* **YOUR OBJECTIVE**:
Please copy every line below that contains the string "entries".

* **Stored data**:
*** Block opens ***

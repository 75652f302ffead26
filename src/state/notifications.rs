//! Transient notification queue (toasts).
//!
//! DESIGN
//! ======
//! Notifications are displayed in insertion order and bounded by `max_size`;
//! inserting past the bound evicts the oldest entries. Each entry either
//! expires after a duration (a tokio timer calls `dismiss`) or stays until
//! dismissed. Error notifications stay by default.
//!
//! A background sweep purges entries older than the retention window in case
//! a timer was never scheduled, e.g. because no runtime was available.

#[cfg(test)]
#[path = "notifications_test.rs"]
mod notifications_test;

use std::collections::HashMap;
use std::fmt;
use std::sync::{Arc, Mutex};
use std::time::Duration;

use tokio::task::JoinHandle;
use tokio::time::Instant;
use uuid::Uuid;

use crate::config::NotificationConfig;
use crate::store::{Derived, Store, Subscription, derived, lock};

pub type NotificationId = Uuid;

#[derive(Clone, Copy, Debug, PartialEq, Eq, Hash)]
pub enum NotificationKind {
    Success,
    Error,
    Warning,
    Info,
}

impl NotificationKind {
    #[must_use]
    pub fn icon(self) -> &'static str {
        match self {
            Self::Success => "✓",
            Self::Error => "✕",
            Self::Warning => "⚠",
            Self::Info => "ℹ",
        }
    }
}

/// When a notification leaves the queue on its own.
#[derive(Clone, Copy, Debug, PartialEq, Eq)]
pub enum Expiry {
    After(Duration),
    Never,
}

/// Screen corner or edge the host renders the queue at.
#[derive(Clone, Copy, Debug, Default, PartialEq, Eq)]
pub enum Position {
    #[default]
    TopRight,
    TopLeft,
    BottomRight,
    BottomLeft,
    TopCenter,
    BottomCenter,
}

#[derive(Clone, Copy, Debug, Default, PartialEq, Eq)]
pub enum ActionVariant {
    #[default]
    Primary,
    Secondary,
    Danger,
}

/// A button attached to a notification.
#[derive(Clone)]
pub struct NotificationAction {
    pub label: String,
    pub variant: ActionVariant,
    effect: Arc<dyn Fn() + Send + Sync>,
}

impl NotificationAction {
    pub fn new<F>(label: impl Into<String>, variant: ActionVariant, effect: F) -> Self
    where
        F: Fn() + Send + Sync + 'static,
    {
        Self { label: label.into(), variant, effect: Arc::new(effect) }
    }

    pub fn invoke(&self) {
        (self.effect)();
    }
}

impl fmt::Debug for NotificationAction {
    fn fmt(&self, f: &mut fmt::Formatter<'_>) -> fmt::Result {
        f.debug_struct("NotificationAction")
            .field("label", &self.label)
            .field("variant", &self.variant)
            .finish_non_exhaustive()
    }
}

#[derive(Clone, Debug)]
pub struct Notification {
    pub id: NotificationId,
    pub kind: NotificationKind,
    pub title: String,
    pub message: String,
    pub created_at: Instant,
    pub expiry: Expiry,
    pub actions: Vec<NotificationAction>,
}

// =============================================================================
// BUILDER
// =============================================================================

/// A notification before the queue assigns its id and timestamp.
#[derive(Clone, Debug)]
pub struct NewNotification {
    kind: NotificationKind,
    title: String,
    message: String,
    duration: Option<Duration>,
    persistent: Option<bool>,
    actions: Vec<NotificationAction>,
}

impl NewNotification {
    pub fn new(kind: NotificationKind, title: impl Into<String>) -> Self {
        Self {
            kind,
            title: title.into(),
            message: String::new(),
            duration: None,
            persistent: None,
            actions: Vec::new(),
        }
    }

    pub fn success(title: impl Into<String>) -> Self {
        Self::new(NotificationKind::Success, title)
    }

    /// Error notifications are persistent unless `persistent(false)` is set.
    pub fn error(title: impl Into<String>) -> Self {
        Self::new(NotificationKind::Error, title)
    }

    pub fn warning(title: impl Into<String>) -> Self {
        Self::new(NotificationKind::Warning, title)
    }

    pub fn info(title: impl Into<String>) -> Self {
        Self::new(NotificationKind::Info, title)
    }

    #[must_use]
    pub fn message(mut self, message: impl Into<String>) -> Self {
        self.message = message.into();
        self
    }

    /// Auto-dismiss after `duration`. Zero means never.
    #[must_use]
    pub fn duration(mut self, duration: Duration) -> Self {
        self.duration = Some(duration);
        self
    }

    #[must_use]
    pub fn persistent(mut self, persistent: bool) -> Self {
        self.persistent = Some(persistent);
        self
    }

    #[must_use]
    pub fn action(mut self, action: NotificationAction) -> Self {
        self.actions.push(action);
        self
    }

    fn expiry(&self, default_duration: Duration) -> Expiry {
        let persistent = self
            .persistent
            .unwrap_or(self.kind == NotificationKind::Error);
        let duration = self.duration.unwrap_or(default_duration);
        if persistent || duration.is_zero() { Expiry::Never } else { Expiry::After(duration) }
    }

    fn build(self, default_duration: Duration) -> Notification {
        let expiry = self.expiry(default_duration);
        Notification {
            id: Uuid::new_v4(),
            kind: self.kind,
            title: self.title,
            message: self.message,
            created_at: Instant::now(),
            expiry,
            actions: self.actions,
        }
    }
}

// =============================================================================
// QUEUE
// =============================================================================

#[derive(Clone, Debug)]
pub struct NotificationState {
    pub items: Vec<Notification>,
    pub position: Position,
    pub max_size: usize,
}

/// Bounded, ordered queue of notifications. Clones share the same queue.
#[derive(Clone)]
pub struct NotificationQueue {
    state: Store<NotificationState>,
    timers: Arc<Mutex<HashMap<NotificationId, JoinHandle<()>>>>,
    default_duration: Duration,
}

impl NotificationQueue {
    #[must_use]
    pub fn new(config: &NotificationConfig) -> Self {
        Self {
            state: Store::new(NotificationState {
                items: Vec::new(),
                position: Position::default(),
                max_size: config.max_size.max(1),
            }),
            timers: Arc::new(Mutex::new(HashMap::new())),
            default_duration: config.default_duration,
        }
    }

    /// Append a notification, evicting the oldest entries past the bound.
    pub fn add(&self, notification: NewNotification) -> NotificationId {
        let notification = notification.build(self.default_duration);
        let id = notification.id;
        let expiry = notification.expiry;

        let mut evicted = Vec::new();
        self.state.mutate(|s| {
            s.items.push(notification);
            evicted.extend(evict_oldest(&mut s.items, s.max_size));
        });
        self.cancel_timers(&evicted);

        if let Expiry::After(duration) = expiry {
            if !evicted.contains(&id) {
                self.schedule_dismiss(id, duration);
            }
        }
        id
    }

    pub fn success(&self, title: &str, message: &str) -> NotificationId {
        self.add(NewNotification::success(title).message(message))
    }

    pub fn error(&self, title: &str, message: &str) -> NotificationId {
        self.add(NewNotification::error(title).message(message))
    }

    pub fn warning(&self, title: &str, message: &str) -> NotificationId {
        self.add(NewNotification::warning(title).message(message))
    }

    pub fn info(&self, title: &str, message: &str) -> NotificationId {
        self.add(NewNotification::info(title).message(message))
    }

    /// Remove one notification. Returns `false` if it was already gone.
    pub fn dismiss(&self, id: NotificationId) -> bool {
        self.cancel_timers(&[id]);
        self.remove(id)
    }

    pub fn dismiss_all(&self) {
        self.cancel_all_timers();
        self.state.mutate(|s| s.items.clear());
    }

    /// Change the bound, evicting the oldest entries if now over it.
    pub fn set_max_size(&self, max_size: usize) {
        let mut evicted = Vec::new();
        self.state.mutate(|s| {
            s.max_size = max_size.max(1);
            evicted.extend(evict_oldest(&mut s.items, s.max_size));
        });
        self.cancel_timers(&evicted);
    }

    pub fn set_position(&self, position: Position) {
        self.state.mutate(|s| s.position = position);
    }

    /// Edit a notification in place. Returns `false` if it is not queued.
    pub fn update(&self, id: NotificationId, f: impl FnOnce(&mut Notification)) -> bool {
        if self.get(id).is_none() {
            return false;
        }
        self.state.mutate(|s| {
            if let Some(n) = s.items.iter_mut().find(|n| n.id == id) {
                f(n);
            }
        });
        true
    }

    /// Invoke the `index`-th action of a notification.
    pub fn run_action(&self, id: NotificationId, index: usize) -> bool {
        let action = self
            .state
            .with(|s| s.items.iter().find(|n| n.id == id).and_then(|n| n.actions.get(index).cloned()));
        match action {
            Some(action) => {
                action.invoke();
                true
            }
            None => false,
        }
    }

    #[must_use]
    pub fn get(&self, id: NotificationId) -> Option<Notification> {
        self.state
            .with(|s| s.items.iter().find(|n| n.id == id).cloned())
    }

    #[must_use]
    pub fn items(&self) -> Vec<Notification> {
        self.state.with(|s| s.items.clone())
    }

    #[must_use]
    pub fn by_kind(&self, kind: NotificationKind) -> Vec<Notification> {
        self.state
            .with(|s| s.items.iter().filter(|n| n.kind == kind).cloned().collect())
    }

    #[must_use]
    pub fn len(&self) -> usize {
        self.state.with(|s| s.items.len())
    }

    #[must_use]
    pub fn is_empty(&self) -> bool {
        self.len() == 0
    }

    #[must_use]
    pub fn position(&self) -> Position {
        self.state.with(|s| s.position)
    }

    #[must_use]
    pub fn max_size(&self) -> usize {
        self.state.with(|s| s.max_size)
    }

    pub fn subscribe<F>(&self, observer: F) -> Subscription
    where
        F: Fn(&NotificationState) + Send + Sync + 'static,
    {
        self.state.subscribe(observer)
    }

    /// Number of queued notifications, as a store.
    #[must_use]
    pub fn count(&self) -> Derived<usize> {
        derived(&self.state, |s: &NotificationState| s.items.len())
    }

    /// Drop entries older than `retention` as of `now`. Returns how many.
    pub fn sweep_expired(&self, now: Instant, retention: Duration) -> usize {
        let stale: Vec<NotificationId> = self.state.with(|s| {
            s.items
                .iter()
                .filter(|n| now.saturating_duration_since(n.created_at) > retention)
                .map(|n| n.id)
                .collect()
        });
        if stale.is_empty() {
            return 0;
        }
        self.cancel_timers(&stale);
        self.state.mutate(|s| s.items.retain(|n| !stale.contains(&n.id)));
        tracing::debug!(count = stale.len(), "swept stale notifications");
        stale.len()
    }

    /// Spawn the periodic safety-net sweep. Returns a handle for shutdown.
    pub fn spawn_sweep_task(&self, interval: Duration, retention: Duration) -> JoinHandle<()> {
        let queue = self.clone();
        tokio::spawn(async move {
            let mut ticker = tokio::time::interval_at(Instant::now() + interval, interval);
            loop {
                ticker.tick().await;
                queue.sweep_expired(Instant::now(), retention);
            }
        })
    }

    /// Abort every pending auto-dismiss timer. Queued entries stay.
    pub fn shutdown(&self) {
        self.cancel_all_timers();
    }

    fn remove(&self, id: NotificationId) -> bool {
        if self.get(id).is_none() {
            return false;
        }
        self.state.mutate(|s| s.items.retain(|n| n.id != id));
        true
    }

    fn schedule_dismiss(&self, id: NotificationId, after: Duration) {
        let Ok(runtime) = tokio::runtime::Handle::try_current() else {
            tracing::warn!(%id, "no tokio runtime; notification will not auto-dismiss");
            return;
        };
        let queue = self.clone();
        // Held across the spawn: the timer must find its own entry.
        let mut timers = lock(&self.timers);
        let handle = runtime.spawn(async move {
            tokio::time::sleep(after).await;
            lock(&queue.timers).remove(&id);
            queue.remove(id);
        });
        timers.insert(id, handle);
    }

    fn cancel_timers(&self, ids: &[NotificationId]) {
        if ids.is_empty() {
            return;
        }
        let mut timers = lock(&self.timers);
        for id in ids {
            if let Some(handle) = timers.remove(id) {
                handle.abort();
            }
        }
    }

    fn cancel_all_timers(&self) {
        for (_, handle) in lock(&self.timers).drain() {
            handle.abort();
        }
    }
}

fn evict_oldest(items: &mut Vec<Notification>, max_size: usize) -> Vec<NotificationId> {
    let excess = items.len().saturating_sub(max_size);
    items.drain(..excess).map(|n| n.id).collect()
}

*** Block closes ***

* **WRITTEN REPLY**:
//! inserting past the bound evicts the oldest entries. Each entry either
//! A background sweep purges entries older than the retention window in case
    /// Append a notification, evicting the oldest entries past the bound.
    /// Change the bound, evicting the oldest entries if now over it.
    /// Drop entries older than `retention` as of `now`. Returns how many.
    /// Abort every pending auto-dismiss timer. Queued entries stay.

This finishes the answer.